===== Source records

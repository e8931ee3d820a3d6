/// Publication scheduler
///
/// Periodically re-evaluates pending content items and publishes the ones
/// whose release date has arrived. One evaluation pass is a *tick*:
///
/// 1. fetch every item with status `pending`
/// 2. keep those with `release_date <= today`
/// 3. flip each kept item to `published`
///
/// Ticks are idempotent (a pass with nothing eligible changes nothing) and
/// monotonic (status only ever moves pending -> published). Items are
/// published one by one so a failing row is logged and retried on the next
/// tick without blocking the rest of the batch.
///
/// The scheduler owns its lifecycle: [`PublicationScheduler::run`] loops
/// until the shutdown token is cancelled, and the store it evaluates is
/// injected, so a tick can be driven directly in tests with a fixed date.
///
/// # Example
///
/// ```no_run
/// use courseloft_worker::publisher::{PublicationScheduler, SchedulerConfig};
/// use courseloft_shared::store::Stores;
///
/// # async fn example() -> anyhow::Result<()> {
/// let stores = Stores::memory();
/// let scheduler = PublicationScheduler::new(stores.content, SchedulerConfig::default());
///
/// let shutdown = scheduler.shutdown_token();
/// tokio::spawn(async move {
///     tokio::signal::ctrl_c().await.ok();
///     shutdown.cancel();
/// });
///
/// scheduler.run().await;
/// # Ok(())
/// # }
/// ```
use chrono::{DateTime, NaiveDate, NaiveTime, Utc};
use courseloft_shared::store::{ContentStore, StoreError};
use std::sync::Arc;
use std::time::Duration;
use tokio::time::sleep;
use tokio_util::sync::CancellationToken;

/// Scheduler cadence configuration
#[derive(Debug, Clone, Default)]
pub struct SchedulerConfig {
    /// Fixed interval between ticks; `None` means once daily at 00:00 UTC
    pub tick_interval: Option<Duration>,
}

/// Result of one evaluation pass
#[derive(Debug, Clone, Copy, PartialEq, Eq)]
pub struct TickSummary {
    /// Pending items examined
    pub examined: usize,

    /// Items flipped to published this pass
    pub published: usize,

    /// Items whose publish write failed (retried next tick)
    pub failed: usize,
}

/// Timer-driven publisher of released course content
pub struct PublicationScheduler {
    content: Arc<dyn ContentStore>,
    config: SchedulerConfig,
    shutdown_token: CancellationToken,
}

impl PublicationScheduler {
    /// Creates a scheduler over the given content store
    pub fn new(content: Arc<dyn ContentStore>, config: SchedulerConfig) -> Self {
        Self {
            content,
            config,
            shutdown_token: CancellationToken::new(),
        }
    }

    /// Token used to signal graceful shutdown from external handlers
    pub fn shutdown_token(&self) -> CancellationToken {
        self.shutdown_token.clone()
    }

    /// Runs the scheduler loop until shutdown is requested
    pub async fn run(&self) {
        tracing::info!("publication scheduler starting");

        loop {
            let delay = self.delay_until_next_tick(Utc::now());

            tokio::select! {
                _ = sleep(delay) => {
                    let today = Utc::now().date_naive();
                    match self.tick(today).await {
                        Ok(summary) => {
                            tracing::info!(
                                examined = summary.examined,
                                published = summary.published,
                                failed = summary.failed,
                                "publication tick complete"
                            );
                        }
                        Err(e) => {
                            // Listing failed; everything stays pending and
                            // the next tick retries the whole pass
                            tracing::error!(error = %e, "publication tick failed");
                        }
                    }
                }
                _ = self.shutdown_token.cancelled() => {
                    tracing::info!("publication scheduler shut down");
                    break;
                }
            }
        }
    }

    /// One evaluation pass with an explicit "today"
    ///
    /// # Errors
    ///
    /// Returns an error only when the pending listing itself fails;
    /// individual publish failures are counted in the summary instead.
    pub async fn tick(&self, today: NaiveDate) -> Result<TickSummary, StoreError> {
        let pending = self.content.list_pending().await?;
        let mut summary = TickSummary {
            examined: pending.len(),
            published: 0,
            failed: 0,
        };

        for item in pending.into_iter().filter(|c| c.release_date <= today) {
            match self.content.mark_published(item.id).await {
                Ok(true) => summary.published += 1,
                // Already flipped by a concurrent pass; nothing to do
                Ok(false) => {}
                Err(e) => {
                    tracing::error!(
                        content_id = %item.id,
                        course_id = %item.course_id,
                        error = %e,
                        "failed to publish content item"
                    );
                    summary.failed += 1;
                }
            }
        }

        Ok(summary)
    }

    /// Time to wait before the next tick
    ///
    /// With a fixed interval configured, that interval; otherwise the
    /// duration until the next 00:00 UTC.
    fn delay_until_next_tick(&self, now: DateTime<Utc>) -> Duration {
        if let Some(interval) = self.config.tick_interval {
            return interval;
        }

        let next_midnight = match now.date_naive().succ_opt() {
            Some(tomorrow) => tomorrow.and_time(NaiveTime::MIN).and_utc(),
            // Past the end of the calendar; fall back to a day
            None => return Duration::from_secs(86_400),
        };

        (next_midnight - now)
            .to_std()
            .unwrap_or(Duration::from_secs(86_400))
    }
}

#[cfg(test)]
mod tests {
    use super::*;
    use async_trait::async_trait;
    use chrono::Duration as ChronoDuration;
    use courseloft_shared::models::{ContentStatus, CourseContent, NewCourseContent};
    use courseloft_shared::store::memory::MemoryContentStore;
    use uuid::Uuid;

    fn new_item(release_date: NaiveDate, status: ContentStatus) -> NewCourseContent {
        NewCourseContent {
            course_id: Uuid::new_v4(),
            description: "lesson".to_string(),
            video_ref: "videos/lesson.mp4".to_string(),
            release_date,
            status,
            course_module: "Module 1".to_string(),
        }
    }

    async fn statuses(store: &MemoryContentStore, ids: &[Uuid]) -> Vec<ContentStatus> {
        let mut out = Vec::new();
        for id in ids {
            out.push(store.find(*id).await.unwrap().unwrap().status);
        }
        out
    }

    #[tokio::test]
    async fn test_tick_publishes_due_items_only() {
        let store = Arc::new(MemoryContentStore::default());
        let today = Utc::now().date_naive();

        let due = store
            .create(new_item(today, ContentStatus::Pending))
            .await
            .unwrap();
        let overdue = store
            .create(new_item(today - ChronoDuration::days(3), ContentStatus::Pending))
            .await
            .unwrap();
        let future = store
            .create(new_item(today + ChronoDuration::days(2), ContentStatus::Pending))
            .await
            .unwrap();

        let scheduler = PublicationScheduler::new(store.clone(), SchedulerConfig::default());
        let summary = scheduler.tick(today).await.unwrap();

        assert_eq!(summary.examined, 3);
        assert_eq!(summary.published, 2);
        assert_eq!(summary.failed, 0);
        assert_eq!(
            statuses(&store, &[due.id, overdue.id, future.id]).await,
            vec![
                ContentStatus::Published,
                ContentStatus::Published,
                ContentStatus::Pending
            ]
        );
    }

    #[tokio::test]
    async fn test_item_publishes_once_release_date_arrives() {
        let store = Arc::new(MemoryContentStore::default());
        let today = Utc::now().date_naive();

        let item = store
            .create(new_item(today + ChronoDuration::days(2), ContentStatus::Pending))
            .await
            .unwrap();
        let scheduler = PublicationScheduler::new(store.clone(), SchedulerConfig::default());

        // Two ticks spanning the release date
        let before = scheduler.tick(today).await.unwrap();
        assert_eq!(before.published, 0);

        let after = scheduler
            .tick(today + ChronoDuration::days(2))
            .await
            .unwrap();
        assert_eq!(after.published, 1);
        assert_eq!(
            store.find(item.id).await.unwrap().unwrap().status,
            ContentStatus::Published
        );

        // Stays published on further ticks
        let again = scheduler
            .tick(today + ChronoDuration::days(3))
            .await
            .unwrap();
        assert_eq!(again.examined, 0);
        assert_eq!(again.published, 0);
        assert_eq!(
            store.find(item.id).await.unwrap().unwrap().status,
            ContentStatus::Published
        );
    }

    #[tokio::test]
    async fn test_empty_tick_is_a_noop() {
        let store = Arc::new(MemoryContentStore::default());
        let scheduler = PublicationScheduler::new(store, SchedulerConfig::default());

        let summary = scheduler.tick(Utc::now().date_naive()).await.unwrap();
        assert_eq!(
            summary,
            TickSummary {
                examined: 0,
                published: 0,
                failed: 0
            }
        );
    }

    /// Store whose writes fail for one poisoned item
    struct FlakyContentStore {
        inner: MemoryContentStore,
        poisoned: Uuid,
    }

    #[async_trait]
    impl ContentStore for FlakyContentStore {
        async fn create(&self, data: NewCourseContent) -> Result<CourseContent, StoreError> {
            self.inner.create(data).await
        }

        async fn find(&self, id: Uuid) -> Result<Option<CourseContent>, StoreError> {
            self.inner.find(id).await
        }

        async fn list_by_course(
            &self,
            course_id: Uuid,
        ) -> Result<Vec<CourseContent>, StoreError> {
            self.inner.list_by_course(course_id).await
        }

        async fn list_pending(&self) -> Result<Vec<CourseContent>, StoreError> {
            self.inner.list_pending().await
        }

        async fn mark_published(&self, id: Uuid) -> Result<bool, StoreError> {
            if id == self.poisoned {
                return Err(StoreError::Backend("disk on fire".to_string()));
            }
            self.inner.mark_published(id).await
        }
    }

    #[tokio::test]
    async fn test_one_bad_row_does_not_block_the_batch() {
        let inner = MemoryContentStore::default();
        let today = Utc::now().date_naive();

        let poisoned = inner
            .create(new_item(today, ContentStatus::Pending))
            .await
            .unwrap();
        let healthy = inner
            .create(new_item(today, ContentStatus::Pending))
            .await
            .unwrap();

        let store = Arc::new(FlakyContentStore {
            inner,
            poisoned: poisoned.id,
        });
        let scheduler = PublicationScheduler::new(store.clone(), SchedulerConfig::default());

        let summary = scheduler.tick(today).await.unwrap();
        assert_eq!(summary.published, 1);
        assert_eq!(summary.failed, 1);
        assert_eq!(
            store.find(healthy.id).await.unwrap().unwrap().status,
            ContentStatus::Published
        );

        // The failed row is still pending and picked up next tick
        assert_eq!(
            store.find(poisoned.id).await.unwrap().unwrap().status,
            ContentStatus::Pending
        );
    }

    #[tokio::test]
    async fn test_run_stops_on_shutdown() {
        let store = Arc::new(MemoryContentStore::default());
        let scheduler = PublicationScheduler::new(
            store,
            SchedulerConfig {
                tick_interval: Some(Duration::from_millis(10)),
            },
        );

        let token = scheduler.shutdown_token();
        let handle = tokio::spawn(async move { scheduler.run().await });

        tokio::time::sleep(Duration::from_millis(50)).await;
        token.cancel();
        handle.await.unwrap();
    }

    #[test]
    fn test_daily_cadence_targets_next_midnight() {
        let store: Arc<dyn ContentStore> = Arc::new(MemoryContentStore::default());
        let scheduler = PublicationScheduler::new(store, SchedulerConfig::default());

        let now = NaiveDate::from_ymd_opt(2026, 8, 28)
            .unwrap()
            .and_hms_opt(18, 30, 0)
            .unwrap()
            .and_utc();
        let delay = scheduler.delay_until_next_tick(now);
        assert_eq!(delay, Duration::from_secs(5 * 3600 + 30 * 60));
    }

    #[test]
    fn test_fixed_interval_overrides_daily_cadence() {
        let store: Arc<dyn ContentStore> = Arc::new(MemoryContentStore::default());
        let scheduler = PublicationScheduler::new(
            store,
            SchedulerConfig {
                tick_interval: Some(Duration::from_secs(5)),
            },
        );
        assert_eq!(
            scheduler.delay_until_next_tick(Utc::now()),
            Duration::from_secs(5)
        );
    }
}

==========

[What the exercise asks]:
Look through the entries above for the word "TickSummary". Copy every line where it shows up.

[Output]:
pub struct TickSummary {
    pub async fn tick(&self, today: NaiveDate) -> Result<TickSummary, StoreError> {
        let mut summary = TickSummary {
            TickSummary {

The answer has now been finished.